October is Manufacturing Month, with October 7 being National Manufacturing Day. This creates an opportunity for Flexible Packaging Association (FPA) members to highlight careers in the manufacturing industry, frame the issues and broadly educate policymakers regarding the ongoing workforce shortage and skills gap, and engage with elected officials—local, state, and federal—to highlight the importance of the work we do. (Please contact FPA if you are interested in planning and hosting Manufacturing Month events.)
Even before the pandemic, a workforce shortage was brewing nationwide. The shortage is particularly impactful in the manufacturing sector, as appropriately skilled workers were becoming harder to find. The pandemic and its fallout, often called the “great resignation,” exacerbated this situation, resulting in a true crisis.
While unemployment levels have somewhat stabilized, the U.S. faces a major skills gap in which many job seekers are not qualified to fill vacancies. For FPA member companies, the lack of skilled labor is a pressing challenge at all levels, from entry-level positions to higher-paying, higher-skilled jobs.
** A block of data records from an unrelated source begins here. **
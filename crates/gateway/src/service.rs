//! Service orchestration
//!
//! [`AdminService`] drives one gateway call per user action and returns an
//! [`Outcome`] describing what the backend confirmed. Applying the outcome
//! to an [`EntityStore`] is a separate, synchronous step so that the UI can
//! await the call without holding its store borrowed, and so that nothing
//! is reconciled when the call fails.
//!
//! Identity is checked before any request: updating or deleting a record
//! that has no surrogate id fails with an identity error and never reaches
//! the gateway.

use parts_admin_core::{AdminError, AdminResult, ConnectorId, Record, UserId};
use parts_admin_model::{
    Connector, ConnectorDraft, EntityStore, Stored, User, UserDraft, Validatable,
};
use tracing::debug;

use crate::SharedGateway;

// ============================================================================
// Outcome
// ============================================================================

/// A backend-confirmed change, ready to be applied to a store
#[derive(Debug, Clone, PartialEq)]
pub enum Outcome {
    /// Freshly fetched lists; `None` leaves that collection as stored
    Refreshed {
        users: Option<Vec<User>>,
        connectors: Option<Vec<Connector>>,
    },
    UserCreated(User),
    UserUpdated(UserId, User),
    UserDeleted(UserId),
    ConnectorCreated(Connector),
    ConnectorUpdated(ConnectorId, Connector),
    ConnectorDeleted(ConnectorId),
}

impl Outcome {
    /// Both collections loaded in full
    pub fn loaded(users: Vec<User>, connectors: Vec<Connector>) -> Self {
        Outcome::Refreshed {
            users: Some(users),
            connectors: Some(connectors),
        }
    }

    /// Reconcile the store with this outcome
    pub fn apply(self, store: &mut EntityStore) -> AdminResult<()> {
        match self {
            Outcome::Refreshed { users, connectors } => {
                // Validate both before swapping either in
                let mut next = store.clone();
                if let Some(users) = users {
                    next.reconcile_list(users)?;
                }
                if let Some(connectors) = connectors {
                    next.reconcile_list(connectors)?;
                }
                *store = next;
                Ok(())
            }
            Outcome::UserCreated(user) => store.reconcile_insert(user),
            Outcome::UserUpdated(id, user) => store.reconcile_replace(id, user),
            Outcome::UserDeleted(id) => store.reconcile_remove::<User>(id),
            Outcome::ConnectorCreated(c) => store.reconcile_insert(c),
            Outcome::ConnectorUpdated(id, c) => store.reconcile_replace(id, c),
            Outcome::ConnectorDeleted(id) => store.reconcile_remove::<Connector>(id),
        }
    }

    /// Status-bar message for this outcome
    pub fn message(&self) -> String {
        match self {
            Outcome::Refreshed { users, connectors } => match (users, connectors) {
                (Some(users), Some(connectors)) => format!(
                    "Loaded {} users and {} connectors",
                    users.len(),
                    connectors.len()
                ),
                (Some(users), None) => format!("Loaded {} users", users.len()),
                (None, Some(connectors)) => format!("Loaded {} connectors", connectors.len()),
                (None, None) => "Nothing loaded".to_string(),
            },
            Outcome::UserCreated(u) => format!("Added user {}", u.name),
            Outcome::UserUpdated(_, u) => format!("Saved user {}", u.name),
            Outcome::UserDeleted(id) => format!("Deleted user {}", id),
            Outcome::ConnectorCreated(c) => format!("Added connector {}", c.yazaki_pn),
            Outcome::ConnectorUpdated(_, c) => format!("Saved connector {}", c.yazaki_pn),
            Outcome::ConnectorDeleted(id) => format!("Deleted connector {}", id),
        }
    }
}

/// Both lists as fetched by [`AdminService::refresh`]
///
/// Each list is fetched on its own, so a failing endpoint does not keep
/// the other collection from loading.
#[derive(Debug)]
pub struct Refresh {
    pub users: AdminResult<Vec<User>>,
    pub connectors: AdminResult<Vec<Connector>>,
}

impl Refresh {
    /// Outcome for whatever loaded, plus the error of each list that did not
    ///
    /// The outcome is `None` when neither list loaded.
    pub fn split(self) -> (Option<Outcome>, Vec<(&'static str, AdminError)>) {
        let mut failures = Vec::new();
        let users = match self.users {
            Ok(users) => Some(users),
            Err(e) => {
                failures.push(("users", e));
                None
            }
        };
        let connectors = match self.connectors {
            Ok(connectors) => Some(connectors),
            Err(e) => {
                failures.push(("connectors", e));
                None
            }
        };
        let outcome = (users.is_some() || connectors.is_some())
            .then_some(Outcome::Refreshed { users, connectors });
        (outcome, failures)
    }

    /// Both lists, or the first error
    pub fn into_outcome(self) -> AdminResult<Outcome> {
        Ok(Outcome::loaded(self.users?, self.connectors?))
    }
}

fn require_id<T: Record>(record: &T) -> AdminResult<T::Id> {
    record.id().ok_or_else(|| {
        AdminError::identity(format!(
            "{} '{}' has no backend id",
            T::KIND,
            record.natural_key()
        ))
    })
}

// ============================================================================
// Admin Service
// ============================================================================

/// Runs dashboard operations against a gateway
#[derive(Clone)]
pub struct AdminService {
    gateway: SharedGateway,
}

impl std::fmt::Debug for AdminService {
    fn fmt(&self, f: &mut std::fmt::Formatter<'_>) -> std::fmt::Result {
        f.debug_struct("AdminService")
            .field("gateway", &self.gateway.describe())
            .finish()
    }
}

impl AdminService {
    pub fn new(gateway: SharedGateway) -> Self {
        Self { gateway }
    }

    pub fn gateway(&self) -> &SharedGateway {
        &self.gateway
    }

    /// Fetch both collections, each independently of the other
    pub async fn refresh(&self) -> Refresh {
        debug!(source = %self.gateway.describe(), "Refreshing records");
        let (users, connectors) =
            tokio::join!(self.gateway.list_users(), self.gateway.list_connectors());
        Refresh { users, connectors }
    }

    /// Create the user, or update the one with `identity`
    pub async fn save_user(
        &self,
        identity: Option<UserId>,
        draft: &UserDraft,
    ) -> AdminResult<Outcome> {
        draft.validate()?;
        match identity {
            Some(id) => {
                let user = self.gateway.update_user(id, draft).await?;
                Ok(Outcome::UserUpdated(id, user))
            }
            None => Ok(Outcome::UserCreated(self.gateway.create_user(draft).await?)),
        }
    }

    pub async fn delete_user(&self, user: &User) -> AdminResult<Outcome> {
        let id = require_id(user)?;
        self.gateway.delete_user(id).await?;
        Ok(Outcome::UserDeleted(id))
    }

    /// Create a connector, or update `original` when editing
    ///
    /// Picked attachments are uploaded first and their paths written into
    /// the draft before the record is saved.
    pub async fn save_connector(
        &self,
        original: Option<&Connector>,
        draft: &ConnectorDraft,
    ) -> AdminResult<Outcome> {
        let identity = original.map(require_id).transpose()?;

        let mut draft = draft.clone();
        if let Some(original) = original {
            draft.yazaki_pn = original.yazaki_pn.clone();
        }
        draft.validate()?;

        if !draft.attachments.is_empty() {
            let uploaded = self
                .gateway
                .upload_attachments(&draft.upload_base_name(), &draft.attachments)
                .await?;
            draft.apply_uploaded(&uploaded);
        }

        let connector = draft.to_connector(identity)?;
        match identity {
            Some(id) => {
                let saved = self.gateway.update_connector(id, &connector).await?;
                Ok(Outcome::ConnectorUpdated(id, saved))
            }
            None => Ok(Outcome::ConnectorCreated(
                self.gateway.create_connector(&connector).await?,
            )),
        }
    }

    pub async fn delete_connector(&self, connector: &Connector) -> AdminResult<Outcome> {
        let id = require_id(connector)?;
        self.gateway.delete_connector(id).await?;
        Ok(Outcome::ConnectorDeleted(id))
    }

    /// Find a stored record by natural key, for callers that only know the key
    pub fn find<'a, T: Stored>(store: &'a EntityStore, key: &str) -> AdminResult<&'a T> {
        store
            .collection::<T>()
            .find_by_key(key)
            .ok_or_else(|| AdminError::identity(format!("no {} '{}'", T::KIND, key)))
    }
}

// ============================================================================
// Tests
// ============================================================================
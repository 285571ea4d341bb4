//! Searchable, filterable, paginated list view
//!
//! A [`ListQuery`] holds what the user typed and picked; [`view`] derives
//! the visible page from a record snapshot. Nothing here is cached, so the
//! page always reflects the latest store contents.

use std::collections::BTreeSet;

use parts_admin_core::Record;

/// Rows per page
pub const PAGE_SIZE: usize = 10;

/// Page buttons shown around the current page
pub const PAGE_WINDOW: usize = 5;

// ============================================================================
// Query
// ============================================================================

/// Search text, filter value and page number of a list
#[derive(Debug, Clone, PartialEq, Eq)]
pub struct ListQuery {
    search: String,
    filter: Option<String>,
    page: usize,
}

impl Default for ListQuery {
    fn default() -> Self {
        Self {
            search: String::new(),
            filter: None,
            page: 1,
        }
    }
}

impl ListQuery {
    pub fn new() -> Self {
        Self::default()
    }

    pub fn search(&self) -> &str {
        &self.search
    }

    pub fn filter(&self) -> Option<&str> {
        self.filter.as_deref()
    }

    /// Requested 1-based page
    pub fn page(&self) -> usize {
        self.page
    }

    /// Change the search text and go back to the first page
    pub fn set_search(&mut self, search: impl Into<String>) {
        self.search = search.into();
        self.page = 1;
    }

    /// Change the filter and go back to the first page
    ///
    /// An empty value clears the filter.
    pub fn set_filter(&mut self, filter: Option<String>) {
        self.filter = filter.filter(|f| !f.is_empty());
        self.page = 1;
    }

    /// Jump to a page; values below 1 become 1
    pub fn set_page(&mut self, page: usize) {
        self.page = page.max(1);
    }

    /// Builder form of [`set_search`](Self::set_search)
    pub fn with_search(mut self, search: impl Into<String>) -> Self {
        self.set_search(search);
        self
    }

    /// Builder form of [`set_filter`](Self::set_filter)
    pub fn with_filter(mut self, filter: impl Into<String>) -> Self {
        self.set_filter(Some(filter.into()));
        self
    }

    /// Builder form of [`set_page`](Self::set_page)
    pub fn at_page(mut self, page: usize) -> Self {
        self.set_page(page);
        self
    }

    /// Whether `record` passes the search and filter
    ///
    /// Search is a case-insensitive substring match on any search field.
    /// The filter is an exact match on the record's filter value.
    pub fn matches<T: Record>(&self, record: &T) -> bool {
        let needle = self.search.trim().to_lowercase();
        let search_ok = needle.is_empty()
            || record
                .search_fields()
                .iter()
                .any(|field| field.to_lowercase().contains(&needle));
        let filter_ok = self
            .filter
            .as_deref()
            .is_none_or(|f| record.filter_value() == f);
        search_ok && filter_ok
    }
}

// ============================================================================
// Page
// ============================================================================

/// One page of a list, ready to render
#[derive(Debug, Clone, PartialEq)]
pub struct ListPage<T> {
    /// Records on this page, in store order
    pub records: Vec<T>,
    /// Requested page (1-based); past the last page the page is empty
    pub page: usize,
    /// Number of pages, 0 when nothing matches
    pub total_pages: usize,
    /// Records matching search and filter across all pages
    pub total_count: usize,
}

impl<T> ListPage<T> {
    pub fn is_empty(&self) -> bool {
        self.records.is_empty()
    }

    pub fn has_prev(&self) -> bool {
        self.page > 1
    }

    pub fn has_next(&self) -> bool {
        self.page < self.total_pages
    }

    /// 1-based index of the first row shown, 0 when empty
    pub fn first_index(&self) -> usize {
        if self.records.is_empty() {
            0
        } else {
            (self.page - 1) * PAGE_SIZE + 1
        }
    }

    /// 1-based index of the last row shown, 0 when empty
    pub fn last_index(&self) -> usize {
        if self.records.is_empty() {
            0
        } else {
            (self.page - 1) * PAGE_SIZE + self.records.len()
        }
    }

    /// Footer text such as "Showing 11 to 20 of 42"
    pub fn summary(&self) -> String {
        format!(
            "Showing {} to {} of {}",
            self.first_index(),
            self.last_index(),
            self.total_count
        )
    }

    /// Page numbers to render as buttons
    pub fn page_numbers(&self) -> Vec<usize> {
        page_window(self.page, self.total_pages, PAGE_WINDOW)
    }
}

/// Number of pages for `count` matching records
pub fn total_pages(count: usize) -> usize {
    count.div_ceil(PAGE_SIZE)
}

/// Derive the visible page from a snapshot
pub fn view<T: Record>(records: &[T], query: &ListQuery) -> ListPage<T> {
    let matching: Vec<&T> = records.iter().filter(|r| query.matches(*r)).collect();
    let total_count = matching.len();
    let total_pages = total_pages(total_count);
    let page = query.page.max(1);

    let records = matching
        .into_iter()
        .skip((page - 1) * PAGE_SIZE)
        .take(PAGE_SIZE)
        .cloned()
        .collect();

    ListPage {
        records,
        page,
        total_pages,
        total_count,
    }
}

/// Sorted distinct filter values of `records`, empty values skipped
pub fn distinct_values<T: Record>(records: &[T]) -> Vec<String> {
    records
        .iter()
        .map(|r| r.filter_value())
        .filter(|v| !v.trim().is_empty())
        .map(str::to_string)
        .collect::<BTreeSet<_>>()
        .into_iter()
        .collect()
}

/// Up to `width` consecutive page numbers centered on `current`
pub fn page_window(current: usize, total: usize, width: usize) -> Vec<usize> {
    if total == 0 || width == 0 {
        return Vec::new();
    }
    let width = width.min(total);
    let current = current.clamp(1, total);
    let start = current
        .saturating_sub(width / 2)
        .clamp(1, total + 1 - width);
    (start..start + width).collect()
}

// ============================================================================
// Tests
// ============================================================================

#[cfg(test)]
mod tests {
    use super::*;
    use crate::connector::Connector;
    use pretty_assertions::assert_eq;

    fn connectors(n: usize) -> Vec<Connector> {
        (1..=n)
            .map(|i| {
                let supplier = if i % 2 == 0 { "Beta" } else { "Acme" };
                Connector::new(format!("P{:03}", i), format!("C{}", i), "S", supplier)
                    .with_id(i as i64)
            })
            .collect()
    }

    fn pns(page: &ListPage<Connector>) -> Vec<&str> {
        page.records.iter().map(|c| c.yazaki_pn.as_str()).collect()
    }

    #[test]
    fn test_pages_concatenate_to_matching_set() {
        let records = connectors(23);
        for query in [
            ListQuery::new(),
            ListQuery::new().with_filter("Acme"),
            ListQuery::new().with_search("p01"),
        ] {
            let first = view(&records, &query);
            let mut all = Vec::new();
            for page in 1..=first.total_pages {
                let p = view(&records, &query.clone().at_page(page));
                assert!(p.records.len() <= PAGE_SIZE);
                all.extend(p.records);
            }
            let expected: Vec<Connector> = records
                .iter()
                .filter(|r| query.matches(*r))
                .cloned()
                .collect();
            assert_eq!(all, expected);
            assert_eq!(first.total_count, expected.len());
        }
    }

    #[test]
    fn test_page_count() {
        assert_eq!(total_pages(0), 0);
        assert_eq!(total_pages(10), 1);
        assert_eq!(total_pages(11), 2);
        assert_eq!(view(&connectors(23), &ListQuery::new()).total_pages, 3);
    }

    #[test]
    fn test_search_resets_page() {
        let records = connectors(30);
        let mut query = ListQuery::new().at_page(3);
        assert_eq!(view(&records, &query).page, 3);

        query.set_search("P0");
        assert_eq!(query.page(), 1);
        query.set_page(2);
        query.set_filter(Some("Beta".to_string()));
        assert_eq!(query.page(), 1);
    }

    #[test]
    fn test_search_is_case_insensitive_across_fields() {
        let records = connectors(12);
        let page = view(&records, &ListQuery::new().with_search("c11"));
        assert_eq!(pns(&page), vec!["P011"]);
    }

    #[test]
    fn test_last_page_and_past_the_end() {
        let records = connectors(12);
        let page = view(&records, &ListQuery::new().at_page(2));
        assert_eq!(pns(&page), vec!["P011", "P012"]);
        assert_eq!(page.summary(), "Showing 11 to 12 of 12");
        assert!(!page.has_next());

        let past = view(&records, &ListQuery::new().at_page(9));
        assert!(past.is_empty());
        assert_eq!(past.total_pages, 2);
        assert_eq!(past.total_count, 12);
    }

    #[test]
    fn test_empty_result() {
        let page = view(&connectors(5), &ListQuery::new().with_search("zzz"));
        assert!(page.is_empty());
        assert_eq!(page.total_pages, 0);
        assert!(page.page_numbers().is_empty());
        assert_eq!(page.summary(), "Showing 0 to 0 of 0");
        assert!(!page.has_next());
        assert!(!page.has_prev());
    }

    #[test]
    fn test_supplier_filter() {
        let records = vec![
            Connector::new("A1", "C1", "S1", "Acme").with_id(1).with_price(10.0),
            Connector::new("A2", "C2", "S2", "Acme").with_id(2),
            Connector::new("B1", "C3", "S3", "Beta").with_id(3),
        ];
        assert_eq!(distinct_values(&records), vec!["Acme", "Beta"]);

        let page = view(&records, &ListQuery::new().with_filter("Acme"));
        assert_eq!(pns(&page), vec!["A1", "A2"]);
        let prices: Vec<String> = page.records.iter().map(|c| c.price_label()).collect();
        assert_eq!(prices, vec!["$10.00", "—"]);
    }

    #[test]
    fn test_empty_filter_clears() {
        let mut query = ListQuery::new().with_filter("Acme");
        query.set_filter(Some(String::new()));
        assert_eq!(query.filter(), None);
    }

    #[test]
    fn test_page_window() {
        assert_eq!(page_window(1, 3, 5), vec![1, 2, 3]);
        assert_eq!(page_window(1, 10, 5), vec![1, 2, 3, 4, 5]);
        assert_eq!(page_window(6, 10, 5), vec![4, 5, 6, 7, 8]);
        assert_eq!(page_window(10, 10, 5), vec![6, 7, 8, 9, 10]);
        assert_eq!(page_window(1, 0, 5), Vec::<usize>::new());
    }
}
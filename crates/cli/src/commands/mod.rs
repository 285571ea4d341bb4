//! Command implementations
//!
//! Every command starts from a freshly refreshed [`EntityStore`] and sends
//! its change through [`AdminService`], applying the confirmed outcome the
//! same way the desktop dashboard does.

pub mod connectors;
pub mod users;

use std::path::Path;

use colored::Colorize;
use parts_admin_core::{AdminError, AdminResult, Role};
use parts_admin_gateway::{AdminService, Outcome};
use parts_admin_model::{Attachment, EntityStore, distinct_values};

/// Service plus the records it last confirmed
#[derive(Debug)]
pub struct Context {
    pub service: AdminService,
    pub store: EntityStore,
}

impl Context {
    /// Fetch both collections into a new store; either failing is an error
    pub async fn load(service: AdminService) -> AdminResult<Self> {
        let mut store = EntityStore::new();
        service.refresh().await.into_outcome()?.apply(&mut store)?;
        Ok(Self { service, store })
    }

    /// Apply a confirmed outcome and report it
    pub fn commit(&mut self, outcome: AdminResult<Outcome>) -> anyhow::Result<()> {
        let outcome = outcome?;
        let message = outcome.message();
        outcome.apply(&mut self.store)?;
        println!("{} {}", "✓".green().bold(), message);
        Ok(())
    }
}

/// Read a file given on the command line into an attachment
pub async fn read_attachment(path: &Path) -> AdminResult<Attachment> {
    let bytes = tokio::fs::read(path)
        .await
        .map_err(|e| AdminError::FileRead {
            path: path.to_path_buf(),
            message: e.to_string(),
        })?;
    let file_name = path
        .file_name()
        .map(|n| n.to_string_lossy().into_owned())
        .unwrap_or_else(|| "attachment".to_string());
    Ok(Attachment::new(file_name, bytes))
}

/// Print record totals
pub fn summary(ctx: &Context) -> anyhow::Result<()> {
    let users = ctx.store.users().records();
    let connectors = ctx.store.connectors().records();

    println!("{}", "Parts Admin".bold());
    println!("Source:     {}", ctx.service.gateway().describe());
    println!("Users:      {}", users.len());
    for role in Role::ALL {
        let count = users.iter().filter(|u| u.role == role).count();
        println!("  {:<9} {}", role.display_name(), count);
    }
    println!("Connectors: {}", connectors.len());
    println!("Suppliers:  {}", distinct_values(connectors).len());
    Ok(())
}

#[cfg(test)]
mod tests {
    use super::*;

    #[tokio::test]
    async fn test_read_attachment() {
        let dir = tempfile::tempdir().unwrap();
        let path = dir.path().join("A1.step");
        std::fs::write(&path, b"ISO-10303").unwrap();

        let attachment = read_attachment(&path).await.unwrap();
        assert_eq!(attachment.file_name, "A1.step");
        assert_eq!(attachment.extension().as_deref(), Some("step"));
    }

    #[tokio::test]
    async fn test_read_missing_attachment() {
        let dir = tempfile::tempdir().unwrap();
        let err = read_attachment(&dir.path().join("nope.png")).await.unwrap_err();
        assert!(matches!(err, AdminError::FileRead { .. }));
    }
}
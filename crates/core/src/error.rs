//! Error types for Parts Admin
//!
//! This module provides unified error handling across the workspace:
//! gateway failures (transport, protocol, format), business-rule
//! rejections, identity resolution, draft validation, configuration and IO.

use std::path::PathBuf;
use thiserror::Error;

/// Maximum number of characters of a response body kept in error messages
pub const BODY_EXCERPT_LIMIT: usize = 200;

/// The main error type for Parts Admin
#[derive(Debug, Error)]
pub enum AdminError {
    // ========================================================================
    // Gateway Errors
    // ========================================================================
    /// Network-level failure (DNS, refused connection, reset, timeout)
    #[error("Transport error: {0}")]
    Transport(String),

    /// The backend answered with a non-success status
    #[error("HTTP {status} {reason}: {body_excerpt}")]
    Protocol {
        status: u16,
        reason: String,
        body_excerpt: String,
    },

    /// The response body could not be parsed as the expected structure
    #[error("Malformed response: {0}")]
    Format(String),

    /// The backend rejected the operation (duplicate key, failed rule)
    #[error("Rejected by backend: {0}")]
    Validation(String),

    /// The identity needed for update/delete could not be resolved
    #[error("Cannot resolve identity: {0}")]
    Identity(String),

    // ========================================================================
    // Form Errors
    // ========================================================================
    /// The draft failed client-side checks
    #[error("Invalid input: {}", .0.join("; "))]
    InvalidDraft(Vec<String>),

    /// A submit is already pending for this form
    #[error("A save is already in progress")]
    SubmitInProgress,

    // ========================================================================
    // Configuration Errors
    // ========================================================================
    /// Invalid configuration
    #[error("Invalid configuration: {0}")]
    InvalidConfig(String),

    // ========================================================================
    // IO Errors
    // ========================================================================
    /// File read error
    #[error("Failed to read file '{path}': {message}")]
    FileRead { path: PathBuf, message: String },

    /// File write error
    #[error("Failed to write file '{path}': {message}")]
    FileWrite { path: PathBuf, message: String },

    // ========================================================================
    // Serialization Errors
    // ========================================================================
    /// JSON serialization error
    #[error("JSON serialization error: {0}")]
    Json(#[from] serde_json::Error),

    // ========================================================================
    // Generic Errors
    // ========================================================================
    /// Internal error (should not happen)
    #[error("Internal error: {0}")]
    Internal(String),
}

impl AdminError {
    /// Create a transport error
    pub fn transport(msg: impl Into<String>) -> Self {
        AdminError::Transport(msg.into())
    }

    /// Create a protocol error, keeping only an excerpt of the body
    pub fn protocol(status: u16, reason: impl Into<String>, body: &str) -> Self {
        AdminError::Protocol {
            status,
            reason: reason.into(),
            body_excerpt: excerpt(body, BODY_EXCERPT_LIMIT),
        }
    }

    /// Create a format error
    pub fn format(msg: impl Into<String>) -> Self {
        AdminError::Format(msg.into())
    }

    /// Create a validation (backend rejection) error
    pub fn validation(msg: impl Into<String>) -> Self {
        AdminError::Validation(msg.into())
    }

    /// Create an identity error
    pub fn identity(msg: impl Into<String>) -> Self {
        AdminError::Identity(msg.into())
    }

    /// Create an internal error
    pub fn internal(msg: impl Into<String>) -> Self {
        AdminError::Internal(msg.into())
    }

    /// Check if this error is a transport error
    pub fn is_transport(&self) -> bool {
        matches!(self, AdminError::Transport(_))
    }

    /// Check if this error is a protocol error
    pub fn is_protocol(&self) -> bool {
        matches!(self, AdminError::Protocol { .. })
    }

    /// Check if this error is a format error
    pub fn is_format(&self) -> bool {
        matches!(self, AdminError::Format(_) | AdminError::Json(_))
    }

    /// Check if this error is a validation error (backend or draft)
    pub fn is_validation(&self) -> bool {
        matches!(
            self,
            AdminError::Validation(_) | AdminError::InvalidDraft(_)
        )
    }

    /// Check if this error is an identity error
    pub fn is_identity(&self) -> bool {
        matches!(self, AdminError::Identity(_))
    }

    /// Check if this error is a file read or write error
    pub fn is_io(&self) -> bool {
        matches!(
            self,
            AdminError::FileRead { .. } | AdminError::FileWrite { .. }
        )
    }

    /// HTTP status carried by a protocol error
    pub fn status(&self) -> Option<u16> {
        match self {
            AdminError::Protocol { status, .. } => Some(*status),
            _ => None,
        }
    }
}

/// Result type alias using AdminError
pub type AdminResult<T> = Result<T, AdminError>;

/// Cut `text` to at most `limit` characters, marking the cut with an ellipsis
pub fn excerpt(text: &str, limit: usize) -> String {
    let trimmed = text.trim();
    match trimmed.char_indices().nth(limit) {
        Some((idx, _)) => format!("{}…", &trimmed[..idx]),
        None => trimmed.to_string(),
    }
}

// ============================================================================
// Tests
// ============================================================================
//! # User Dialog Component
//!
//! Create or edit a user. The draft lives in [`AppState::user_form`], so a
//! failed save leaves everything the user typed in place.
//!
//! [`AppState::user_form`]: crate::state::AppState::user_form

use dioxus::prelude::*;
use parts_admin_core::Role;
use parts_admin_model::is_valid_email;

use crate::components::inputs::{Select, SelectOption, TextInput};
use crate::hooks::{use_app_state, use_submit_user};

/// Role dropdown options; the empty value leaves the role to the backend
fn role_options() -> Vec<SelectOption> {
    Role::ALL
        .iter()
        .map(|r| SelectOption::new(r.as_str(), r.display_name()))
        .collect()
}

/// Create/edit user dialog
#[component]
pub fn UserDialog() -> Element {
    let mut state = use_app_state();
    let submit = use_submit_user();

    let s = state.read();
    let form = &s.user_form;
    let draft = form.draft().clone();
    let editing = form.is_editing();
    let pending = form.is_pending();
    let can_submit = form.can_submit();
    let error = form.error().map(str::to_string);
    drop(s);

    let email_error = (!draft.email.trim().is_empty() && !is_valid_email(&draft.email))
        .then(|| "Enter a valid email address".to_string());
    let role_value = draft.role.map(|r| r.as_str().to_string()).unwrap_or_default();
    let title = if editing { "Edit User" } else { "Add User" };

    rsx! {
        form {
            class: "dialog-body",
            onsubmit: move |e| {
                e.prevent_default();
                submit.call(());
            },

            h2 { class: "dialog-title", "{title}" }

            if let Some(message) = error {
                div { class: "alert alert-error mb-4", "{message}" }
            }

            div {
                class: "space-y-4",

                TextInput {
                    label: "Full Name",
                    value: draft.name.clone(),
                    required: true,
                    disabled: pending,
                    on_change: move |v: String| state.write().user_form.draft_mut().name = v,
                }

                TextInput {
                    label: "Email",
                    input_type: "email",
                    value: draft.email.clone(),
                    required: true,
                    disabled: pending,
                    error: email_error,
                    on_change: move |v: String| state.write().user_form.draft_mut().email = v,
                }

                Select {
                    label: "Role",
                    value: role_value,
                    options: role_options(),
                    placeholder: format!("Default ({})", Role::BASELINE.display_name()),
                    disabled: pending,
                    on_change: move |v: String| {
                        state.write().user_form.draft_mut().role = v.parse::<Role>().ok();
                    },
                }
            }

            div {
                class: "dialog-actions",
                button {
                    r#type: "button",
                    class: "btn btn-secondary",
                    onclick: move |_| state.write().close_dialog(),
                    "Cancel"
                }
                button {
                    r#type: "submit",
                    class: "btn btn-primary",
                    disabled: !can_submit,
                    if pending { "Saving..." } else if editing { "Save Changes" } else { "Add User" }
                }
            }
        }
    }
}

#[cfg(test)]
mod tests {
    use super::*;

    #[test]
    fn test_role_options_cover_all_roles() {
        let options = role_options();
        assert_eq!(options.len(), Role::ALL.len());
        assert_eq!(options[0].value, "admin");
        assert_eq!(options[2].label, "User");
    }
}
Companies are trying various approaches to recruit employees, including apprenticeship programs and efforts to seek applicants from underrepresented labor pools, such as veterans and women. However, companies alone cannot solve this problem, and the manufacturing industry and its associations are actively advocating for help.
The issues of the workforce shortage and skills gaps are multi-varied, and there is not a single solution that one piece of legislation would solve. Accordingly, efforts at the federal level are broad-based and focused on addressing a variety of barriers to work, such as child care and transportation, skills training and retraining, immigration policies, and incentives for employers to invest in training and hiring. Workforce initiatives have been included in nearly every major legislative package introduced and/or passed—the multiple versions of the Build Back Better Act, the Bipartisan Infrastructure Law, the China package, and the pending fiscal year 2023 appropriations bills.
The primary federal workforce development law is the Workforce Innovation and Opportunity Act of 2014 (WIOA), which replaced the Workforce Investment Act of 1998. WIOA covers many programs aimed at improving the preparedness of the workforce, including sector-specific programs and grants for educational institutions, vocational rehabilitation, and youth training.
FPA is advocating for the reauthorization of WIOA, as well as supporting other workforce training and incentive proposals. In late spring, the U.S. House passed its version of the bill, H.R. 7309, the Workforce Innovation and Opportunity Act of 2022.
In addition to reauthorizing WIOA appropriations for fiscal years 2023 through 2028, the legislation also “revises workforce investment, employment, training, and literacy programs for eligible individuals.” Of note, “Adult Activities and Dislocated Worker Activities” would receive a substantial funding increase above current levels. A new section—Sectoral Employment through Career Training for Occupational Readiness (SECTOR) Program—“would be established and provide a combination of formula grants [80% of funding] and competitive grants [20% of funding] to support the development and expansion of an industry or sector partnerships.”
The U.S. Senate has not actively addressed reauthorizing WIOA. A good resource for additional information on WIOA is the Congressional Research Service’s report, “Workforce Innovation and Opportunity Act of 2022 [H.R. 7309],” which is available at crsreports.congress .gov/product/pdf/R/R47099.